CrossRef 30. Laudise RA, Ballman AA: Hydrothermal synthesis of zinc oxide and zinc sulfide. SRT2104 cell line J Phys Chem 1960, 64:688.CrossRef 31. Ko SH, Lee D, Kang HW, Nam KH, Yeo JY, Hong SJ, Grigoropoulos CP, Sung HJ:

Nanoforest of hydrothermally grown hierarchical ZnO nanowires for a high efficiency dye-sensitized solar cell. Nano Lett 2011, 11:666.CrossRef 32. Baxter JB, Walker AM, van Ommering K, Aydil ES: Synthesis and characterization of ZnO nanowires and their integration into dye-sensitized solar cells. Nanotechnology 2006, 17:S304.CrossRef Competing interests The authors declare that they have no any competing interests. Authors’ contributions HL participated in the design of experiments and AZD8931 in vitro drafted the manuscript. KD participated in the analysis of TEM and IV data. ZS participated in the experiment of XRD and data analysis. QL participated in the analysis of IV and SEM. GZ participated in the collection of SEM and analysis of data. HF participated in the collection of HRTEM and analysis of data. LL participated in the design and analysis of data and revision of manuscript.
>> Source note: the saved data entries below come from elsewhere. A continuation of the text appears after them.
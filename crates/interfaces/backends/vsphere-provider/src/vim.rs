//! Client port for the backend's management API
//!
//! Mutating calls hand back a [`TaskId`]; reads answer directly. Guest
//! calls act inside the VM through guest tools and are plain calls,
//! not tasks.

use async_trait::async_trait;

use gantry_core::{ResourceId, ResourceRequest, Result};

use crate::task::{TaskId, TaskStatus};

/// Where and from what to clone a new VM
#[derive(Debug, Clone)]
pub struct CloneSpec {
    /// Name for the new VM
    pub name: String,
    /// Template to clone from
    pub template: String,
    /// Target datacenter
    pub datacenter: String,
    /// Target cluster
    pub cluster: String,
    /// Target datastore
    pub datastore: String,
    /// Network to attach
    pub network: String,
    /// Compute sizing applied after the clone
    pub resources: ResourceRequest,
}

/// Raw power state of a VM
#[derive(Debug, Clone, Copy, PartialEq, Eq)]
pub enum PowerState {
    /// Running
    PoweredOn,
    /// Off
    PoweredOff,
    /// State saved to disk
    Suspended,
}

/// Management API operations
#[async_trait]
pub trait VimPort: Send + Sync {
    /// Clone a VM from a template. The produced VM's ID arrives in the
    /// task's Success status.
    async fn clone_from_template(&self, spec: &CloneSpec) -> Result<TaskId>;

    /// Change a VM's CPU and memory allocation
    async fn reconfigure_vm(&self, vm: &ResourceId, resources: &ResourceRequest) -> Result<TaskId>;

    /// Power a VM on
    async fn power_on(&self, vm: &ResourceId) -> Result<TaskId>;

    /// Hard power-off, regardless of guest state
    async fn power_off(&self, vm: &ResourceId) -> Result<TaskId>;

    /// Save VM state to disk and release its host
    async fn suspend_vm(&self, vm: &ResourceId) -> Result<TaskId>;

    /// Capture a named snapshot
    async fn create_snapshot(&self, vm: &ResourceId, name: &str) -> Result<TaskId>;

    /// Destroy a VM and its storage
    async fn destroy_vm(&self, vm: &ResourceId) -> Result<TaskId>;

    /// Current status of a task
    async fn task_status(&self, task: &TaskId) -> Result<TaskStatus>;

    /// Ask the backend to abandon an in-flight task
    async fn cancel_task(&self, task: &TaskId) -> Result<()>;

    /// Current power state of a VM
    async fn vm_power_state(&self, vm: &ResourceId) -> Result<PowerState>;

    /// Whether guest tools are running inside the VM
    async fn guest_tools_running(&self, vm: &ResourceId) -> Result<bool>;

    /// Ask the guest OS to shut down cleanly. Requires guest tools;
    /// completion shows up as a later PoweredOff power state.
    async fn shutdown_guest(&self, vm: &ResourceId) -> Result<()>;
}
//! In-memory stand-in for an OpenStack-style region
//!
//! Implements all three port traits over a single mutex-guarded state
//! table. Servers pass through `Build` for a configurable number of
//! status polls before reaching `Active`, and failures can be injected
//! per call site, so tests can drive every deploy and unwind path
//! without a real region.

use std::collections::HashMap;

use async_trait::async_trait;
use tokio::sync::Mutex;

use gantry_core::{AdapterError, NetworkSpec, ResourceId, ResourceRequest, Result, VolumeSpec};

use crate::ports::{BlockStoragePort, ComputePort, CreateServer, NetworkPort, ServerStatus};

#[derive(Debug)]
struct LabServer {
    status: ServerStatus,
    build_remaining: u32,
    resources: ResourceRequest,
}

#[derive(Debug)]
struct LabPort {
    server: ResourceId,
}

#[derive(Debug)]
struct LabVolume {
    attached_to: Option<ResourceId>,
}

#[derive(Debug, Default)]
struct LabState {
    servers: HashMap<ResourceId, LabServer>,
    ports: HashMap<ResourceId, LabPort>,
    volumes: HashMap<ResourceId, LabVolume>,
    snapshots: Vec<(ResourceId, String)>,
    next_id: u64,

    // Behavior knobs
    build_polls: u32,
    capacity: Option<usize>,
    fail_port_create: bool,
    fail_volume_create: bool,
    status_failures: u32,
    indeterminate_stop: bool,
}

/// In-memory region implementing the compute, network, and storage ports
#[derive(Debug, Default)]
pub struct LabCloud {
    state: Mutex<LabState>,
}

impl LabCloud {
    /// Empty region where servers become Active on the first poll
    pub fn new() -> Self {
        Self::default()
    }

    /// Number of status polls a new server spends in Build
    pub fn with_build_polls(mut self, polls: u32) -> Self {
        self.state.get_mut().build_polls = polls;
        self
    }

    /// Cap the number of servers; creates beyond it fail with quota
    pub fn with_capacity(mut self, servers: usize) -> Self {
        self.state.get_mut().capacity = Some(servers);
        self
    }

    /// Make the next port creation fail
    pub async fn fail_next_port_create(&self) {
        self.state.lock().await.fail_port_create = true;
    }

    /// Make the next volume creation fail
    pub async fn fail_next_volume_create(&self) {
        self.state.lock().await.fail_volume_create = true;
    }

    /// Make the next `n` status polls fail transiently
    pub async fn inject_status_failures(&self, n: u32) {
        self.state.lock().await.status_failures = n;
    }

    /// Make the next stop apply but report an indeterminate outcome
    pub async fn inject_indeterminate_stop(&self) {
        self.state.lock().await.indeterminate_stop = true;
    }

    /// Number of servers currently in the region
    pub async fn server_count(&self) -> usize {
        self.state.lock().await.servers.len()
    }

    /// Number of attachment ports currently in the region
    pub async fn port_count(&self) -> usize {
        self.state.lock().await.ports.len()
    }

    /// Number of volumes currently in the region
    pub async fn volume_count(&self) -> usize {
        self.state.lock().await.volumes.len()
    }

    /// Snapshots taken, in order
    pub async fn snapshots(&self) -> Vec<(ResourceId, String)> {
        self.state.lock().await.snapshots.clone()
    }

    /// Resources currently allocated to a server
    pub async fn server_resources(&self, id: &ResourceId) -> Option<ResourceRequest> {
        self.state
            .lock()
            .await
            .servers
            .get(id)
            .map(|s| s.resources.clone())
    }
}

fn fresh_id(state: &mut LabState, prefix: &str) -> ResourceId {
    state.next_id += 1;
    ResourceId::new(format!("{}-{}", prefix, state.next_id))
}

fn server_mut<'a>(state: &'a mut LabState, id: &ResourceId) -> Result<&'a mut LabServer> {
    state
        .servers
        .get_mut(id)
        .ok_or_else(|| AdapterError::not_found(format!("server {id}")))
}

#[async_trait]
impl ComputePort for LabCloud {
    async fn create_server(&self, spec: &CreateServer) -> Result<ResourceId> {
        let mut state = self.state.lock().await;

        if let Some(cap) = state.capacity {
            if state.servers.len() >= cap {
                return Err(AdapterError::quota(format!(
                    "region at capacity ({cap} servers)"
                )));
            }
        }

        let id = fresh_id(&mut state, "srv");
        let status = if state.build_polls == 0 {
            ServerStatus::Active
        } else {
            ServerStatus::Build
        };
        let build_remaining = state.build_polls;
        state.servers.insert(
            id.clone(),
            LabServer {
                status,
                build_remaining,
                resources: spec.resources.clone(),
            },
        );
        Ok(id)
    }

    async fn server_status(&self, id: &ResourceId) -> Result<ServerStatus> {
        let mut state = self.state.lock().await;

        if state.status_failures > 0 {
            state.status_failures -= 1;
            return Err(AdapterError::transient("status endpoint unavailable"));
        }

        let server = server_mut(&mut state, id)?;
        if server.status == ServerStatus::Build {
            if server.build_remaining > 0 {
                server.build_remaining -= 1;
            } else {
                server.status = ServerStatus::Active;
            }
        }
        Ok(server.status)
    }

    async fn start_server(&self, id: &ResourceId) -> Result<()> {
        let mut state = self.state.lock().await;
        server_mut(&mut state, id)?.status = ServerStatus::Active;
        Ok(())
    }

    async fn stop_server(&self, id: &ResourceId) -> Result<()> {
        let mut state = self.state.lock().await;
        server_mut(&mut state, id)?.status = ServerStatus::Shutoff;
        if state.indeterminate_stop {
            // The stop landed, but the caller never hears about it.
            state.indeterminate_stop = false;
            return Err(AdapterError::indeterminate(
                "connection dropped while stopping; outcome unknown",
            ));
        }
        Ok(())
    }

    async fn pause_server(&self, id: &ResourceId) -> Result<()> {
        let mut state = self.state.lock().await;
        server_mut(&mut state, id)?.status = ServerStatus::Paused;
        Ok(())
    }

    async fn unpause_server(&self, id: &ResourceId) -> Result<()> {
        let mut state = self.state.lock().await;
        server_mut(&mut state, id)?.status = ServerStatus::Active;
        Ok(())
    }

    async fn suspend_server(&self, id: &ResourceId) -> Result<()> {
        let mut state = self.state.lock().await;
        server_mut(&mut state, id)?.status = ServerStatus::Suspended;
        Ok(())
    }

    async fn resume_server(&self, id: &ResourceId) -> Result<()> {
        let mut state = self.state.lock().await;
        server_mut(&mut state, id)?.status = ServerStatus::Active;
        Ok(())
    }

    async fn resize_server(&self, id: &ResourceId, resources: &ResourceRequest) -> Result<()> {
        let mut state = self.state.lock().await;
        server_mut(&mut state, id)?.resources = resources.clone();
        Ok(())
    }

    async fn snapshot_server(&self, id: &ResourceId, name: &str) -> Result<()> {
        let mut state = self.state.lock().await;
        server_mut(&mut state, id)?;
        state.snapshots.push((id.clone(), name.to_string()));
        Ok(())
    }

    async fn delete_server(&self, id: &ResourceId) -> Result<()> {
        let mut state = self.state.lock().await;
        if state.servers.remove(id).is_none() {
            return Err(AdapterError::not_found(format!("server {id}")));
        }
        // Attachment ports die with their server; volumes detach.
        state.ports.retain(|_, p| p.server != *id);
        for volume in state.volumes.values_mut() {
            if volume.attached_to.as_ref() == Some(id) {
                volume.attached_to = None;
            }
        }
        Ok(())
    }
}

#[async_trait]
impl NetworkPort for LabCloud {
    async fn create_port(&self, server: &ResourceId, network: &NetworkSpec) -> Result<ResourceId> {
        let mut state = self.state.lock().await;
        if state.fail_port_create {
            state.fail_port_create = false;
            return Err(AdapterError::backend(format!(
                "port allocation failed on network {}",
                network.name
            )));
        }
        if !state.servers.contains_key(server) {
            return Err(AdapterError::not_found(format!("server {server}")));
        }
        let id = fresh_id(&mut state, "port");
        state.ports.insert(
            id.clone(),
            LabPort {
                server: server.clone(),
            },
        );
        Ok(id)
    }

    async fn delete_port(&self, id: &ResourceId) -> Result<()> {
        let mut state = self.state.lock().await;
        if state.ports.remove(id).is_none() {
            return Err(AdapterError::not_found(format!("port {id}")));
        }
        Ok(())
    }
}

#[async_trait]
impl BlockStoragePort for LabCloud {
    async fn create_volume(&self, volume: &VolumeSpec) -> Result<ResourceId> {
        let mut state = self.state.lock().await;
        if state.fail_volume_create {
            state.fail_volume_create = false;
            return Err(AdapterError::backend(format!(
                "volume allocation failed for {}",
                volume.name
            )));
        }
        let id = fresh_id(&mut state, "vol");
        state.volumes.insert(id.clone(), LabVolume { attached_to: None });
        Ok(id)
    }

    async fn attach_volume(&self, server: &ResourceId, volume: &ResourceId) -> Result<()> {
        let mut state = self.state.lock().await;
        if !state.servers.contains_key(server) {
            return Err(AdapterError::not_found(format!("server {server}")));
        }
        let vol = state
            .volumes
            .get_mut(volume)
            .ok_or_else(|| AdapterError::not_found(format!("volume {volume}")))?;
        vol.attached_to = Some(server.clone());
        Ok(())
    }

    async fn delete_volume(&self, id: &ResourceId) -> Result<()> {
        let mut state = self.state.lock().await;
        if state.volumes.remove(id).is_none() {
            return Err(AdapterError::not_found(format!("volume {id}")));
        }
        Ok(())
    }
}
All authors read and approved the final manuscript.”
“Background this website Graphene attracts enormous interest

due to its unique properties, such as high charge carrier mobility and optical transparency, in addition to flexibility, high mechanical strength, environmental stability [1–3]. These properties have already had a huge impact on fundamental science and are making graphene and graphene-based materials very promising for the whole series of applications starting with electronics and ending with medicine [2, 3]. It should be noted that currently the studies dealing with graphene are not limited to single-layer samples; the structures containing two or more graphene layers

are also of interest [4]. In addition to deepening the understanding of the fundamental aspects of this material, the present stage of graphene research should DOCK10 target applications and manufacturing processes. Large-scale and cost-effective production methods are required with the balance between ease of fabrication and materials’ quality [2, 3]. The placement of graphene on arbitrary substrates is also of key importance to its applications. The ideal approach would be to directly grow graphene where required (including dielectric surfaces). Despite the fact that at present there are quite a few proposed methods for the preparation of graphene films, we are still far from these goals [3]. Therefore, further development of the existing methods of graphene film production as well as invention of new ones is in order. Our first attempts to deposit graphene films directly onto the Si-SiO2 substrate should be considered in view of the abovementioned requirements. The close space sublimation (CSS) technique is very attractive in this sense because it is simple, inexpensive, and can be adapted for industrial use. Here we report our research into growing graphene films using CSS at atmospheric pressure.